As one nursing facility in New York has learned, asking employees or applicants about their family medical history can violate the Genetic Information Nondiscrimination Act (“GINA”) and draw the ire of the U.S Equal Employment Opportunity Commission (EEOC). Founders Pavilion, Inc., a former Corning, N.Y. nursing and rehabilitation center, will pay $370,000 to settle discrimination claims, the agency reported.

To help avoid these kinds of claims, check out our GINA FAQs. As discussed in those FAQs, under the GINA regulations, employers can take steps to protect themselves from liability such as by using a GINA “Safe Harbor Notice” – a statement directing the doctor not to ask for and/or disclose “genetic information” (i.e., family medical history).

According to the EEOC, the nursing facility requested family medical history as part of its post-offer, pre-employment medical exams of applicants. Subject to limited exceptions, GINA prevents employers from requesting genetic information or making employment decisions based on genetic information.

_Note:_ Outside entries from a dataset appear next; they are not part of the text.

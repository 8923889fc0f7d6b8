use anyhow::Context;
use async_trait::async_trait;
use chrono::NaiveDate;
use sqlx::postgres::PgRow;
use sqlx::types::Json;
use sqlx::{PgPool, Row};
use uuid::Uuid;

use crate::models::{AggregateDocument, Employee, EmploymentStatus, Frequency, Gender, NewEmployee};
use crate::store::{AggregateStore, EmployeeStore};

pub async fn init_db(pool: &PgPool) -> anyhow::Result<()> {
    sqlx::migrate!("./migrations").run(pool).await?;
    Ok(())
}

/// Postgres-backed store. Cloning shares the underlying pool.
#[derive(Clone)]
pub struct PgStore {
    pool: PgPool,
}

impl PgStore {
    pub fn new(pool: PgPool) -> Self {
        Self { pool }
    }
}

fn document_from_row(row: &PgRow) -> anyhow::Result<AggregateDocument> {
    let Json(document) = row
        .try_get::<Json<AggregateDocument>, _>("document")
        .context("stored aggregate document is malformed")?;
    Ok(document)
}

fn employee_from_row(row: &PgRow) -> anyhow::Result<Employee> {
    let status: String = row.try_get("status")?;
    let gender: String = row.try_get("gender")?;
    Ok(Employee {
        id: row.try_get("id")?,
        employee_number: row.try_get("employee_number")?,
        first_name: row.try_get("first_name")?,
        last_name: row.try_get("last_name")?,
        email: row.try_get("email")?,
        department: row.try_get("department")?,
        position: row.try_get("position")?,
        status: status.parse::<EmploymentStatus>()?,
        join_date: row.try_get("join_date")?,
        exit_date: row.try_get("exit_date")?,
        gender: gender.parse::<Gender>()?,
        age: row.try_get("age")?,
    })
}

#[async_trait]
impl AggregateStore for PgStore {
    async fn find_aggregate(
        &self,
        frequency: Frequency,
        period: &str,
    ) -> anyhow::Result<Option<AggregateDocument>> {
        let row = sqlx::query(
            "SELECT document FROM hr_analytics.diversity WHERE frequency = $1 AND period = $2",
        )
        .bind(frequency.as_str())
        .bind(period)
        .fetch_optional(&self.pool)
        .await?;

        row.as_ref().map(document_from_row).transpose()
    }

    async fn find_aggregates_in(
        &self,
        frequency: Frequency,
        periods: &[String],
    ) -> anyhow::Result<Vec<AggregateDocument>> {
        let rows = sqlx::query(
            "SELECT document FROM hr_analytics.diversity WHERE frequency = $1 AND period = ANY($2)",
        )
        .bind(frequency.as_str())
        .bind(periods)
        .fetch_all(&self.pool)
        .await?;

        rows.iter().map(document_from_row).collect()
    }

    async fn replace_aggregates(&self, documents: &[AggregateDocument]) -> anyhow::Result<usize> {
        let mut tx = self.pool.begin().await?;

        sqlx::query("DELETE FROM hr_analytics.diversity")
            .execute(&mut *tx)
            .await?;

        for document in documents {
            sqlx::query(
                r#"
                INSERT INTO hr_analytics.diversity (frequency, period, document)
                VALUES ($1, $2, $3)
                "#,
            )
            .bind(document.frequency.as_str())
            .bind(&document.period)
            .bind(Json(document))
            .execute(&mut *tx)
            .await?;
        }

        tx.commit().await?;
        Ok(documents.len())
    }
}

#[async_trait]
impl EmployeeStore for PgStore {
    async fn insert_employee(&self, employee: &NewEmployee) -> anyhow::Result<Option<Uuid>> {
        let row = sqlx::query(
            r#"
            INSERT INTO hr_analytics.employees
            (id, first_name, last_name, email, department, position, status, join_date, exit_date, gender, age)
            VALUES ($1, $2, $3, $4, $5, $6, $7, $8, $9, $10, $11)
            ON CONFLICT (email) DO NOTHING
            RETURNING id
            "#,
        )
        .bind(Uuid::new_v4())
        .bind(&employee.first_name)
        .bind(&employee.last_name)
        .bind(&employee.email)
        .bind(&employee.department)
        .bind(&employee.position)
        .bind(employee.status.as_str())
        .bind(employee.join_date)
        .bind(employee.exit_date)
        .bind(employee.gender.as_str())
        .bind(employee.age)
        .fetch_optional(&self.pool)
        .await?;

        Ok(row.map(|row| row.get("id")))
    }

    async fn list_employees(&self) -> anyhow::Result<Vec<Employee>> {
        let rows = sqlx::query(
            "SELECT id, employee_number, first_name, last_name, email, department, position, \
             status, join_date, exit_date, gender, age \
             FROM hr_analytics.employees ORDER BY employee_number",
        )
        .fetch_all(&self.pool)
        .await?;

        rows.iter().map(employee_from_row).collect()
    }
}

pub fn seed_employees() -> anyhow::Result<Vec<NewEmployee>> {
    let date = |y, m, d| NaiveDate::from_ymd_opt(y, m, d).context("invalid date");
    let rows = vec![
        ("Avery", "Lee", "IT", "Senior Developer", Gender::Female, 34, date(2019, 3, 4)?, None),
        ("Jules", "Moreno", "Sales", "Manager", Gender::Male, 45, date(2017, 9, 18)?, None),
        ("Kiara", "Patel", "Finance", "Analyst", Gender::Female, 27, date(2022, 1, 10)?, None),
        ("Noor", "Haddad", "HR", "Consultant", Gender::Other, 31, date(2021, 6, 7)?, None),
        (
            "Tomas",
            "Novak",
            "Operations",
            "Director",
            Gender::Male,
            52,
            date(2012, 2, 1)?,
            Some(date(2023, 11, 30)?),
        ),
        ("Mei", "Tanaka", "Marketing", "Junior Developer", Gender::Female, 23, date(2024, 2, 12)?, None),
    ];

    Ok(rows
        .into_iter()
        .map(
            |(first, last, department, position, gender, age, join_date, exit_date)| NewEmployee {
                first_name: first.to_string(),
                last_name: last.to_string(),
                email: format!("{}.{}@example.com", first.to_lowercase(), last.to_lowercase()),
                department: department.to_string(),
                position: position.to_string(),
                status: if exit_date.is_some() {
                    EmploymentStatus::Terminated
                } else {
                    EmploymentStatus::Active
                },
                join_date,
                exit_date,
                gender,
                age,
            },
        )
        .collect())
}

pub async fn seed(pool: &PgPool) -> anyhow::Result<()> {
    for employee in seed_employees()? {
        sqlx::query(
            r#"
            INSERT INTO hr_analytics.employees
            (id, first_name, last_name, email, department, position, status, join_date, exit_date, gender, age)
            VALUES ($1, $2, $3, $4, $5, $6, $7, $8, $9, $10, $11)
            ON CONFLICT (email) DO UPDATE
            SET department = EXCLUDED.department, position = EXCLUDED.position,
                status = EXCLUDED.status, exit_date = EXCLUDED.exit_date, age = EXCLUDED.age
            "#,
        )
        .bind(Uuid::new_v4())
        .bind(&employee.first_name)
        .bind(&employee.last_name)
        .bind(&employee.email)
        .bind(&employee.department)
        .bind(&employee.position)
        .bind(employee.status.as_str())
        .bind(employee.join_date)
        .bind(employee.exit_date)
        .bind(employee.gender.as_str())
        .bind(employee.age)
        .execute(pool)
        .await?;
    }

    Ok(())
}

pub fn read_employee_csv(csv_path: &std::path::Path) -> anyhow::Result<Vec<NewEmployee>> {
    let mut reader = csv::Reader::from_path(csv_path)
        .with_context(|| format!("failed to open {}", csv_path.display()))?;
    let mut employees = Vec::new();

    for (index, result) in reader.deserialize::<NewEmployee>().enumerate() {
        let employee = result.with_context(|| format!("invalid employee on row {}", index + 1))?;
        employees.push(employee);
    }

    Ok(employees)
}

pub async fn import_csv(store: &dyn EmployeeStore, csv_path: &std::path::Path) -> anyhow::Result<usize> {
    let mut inserted = 0usize;

    for employee in read_employee_csv(csv_path)? {
        if store.insert_employee(&employee).await?.is_some() {
            inserted += 1;
        }
    }

    Ok(inserted)
}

Many businesses conduct such exams. But what many of these businesses do not realize is that regulations issued by the EEOC to enforce GINA prohibit employers from requesting information about family medical history. This prohibition includes questions for which it is reasonably likely to acquire such information. It also applies to virtually all inquiries employers make of employees and applicants such as, fitness for duty evaluations, examinations or inquiries in response to ADA reasonable accommodation requests, FMLA medical certifications, return to work exams, periodic annual medical exams, and even some purportedly “voluntary” wellness-related exams (unless the situation fits within a narrow GINA exception).

From the EEOC’s perspective, it may not matter if the request is made or the information received by the employer, or the employer’s agent, and the prohibition applies even if the request is not made directly to the employee or applicant. For example, EEOC regulations prohibit employers from searching employees’ or applicants’ social media sites for genetic information, although inadvertent acquisition does not violate the law.

Genetic discrimination is one of the six national priorities identified by the EEOC’s Strategic Enforcement Plan (SEP) and, therefore, an area employers should address as soon as possible through policy and training. However, employers should remember that GINA’s protections are not limited to prohibiting certain inquiries or acquisitions concerning genetic information. Genetic information can and frequently is acquired by employers. In that case, that information is subject to the same confidentiality requirements under the ADA. In addition, GINA has specific rules about when genetic information can be disclosed. So, employers need to be concerned not only about genetic information coming in, but also about how it can be used and whether it should be sent out.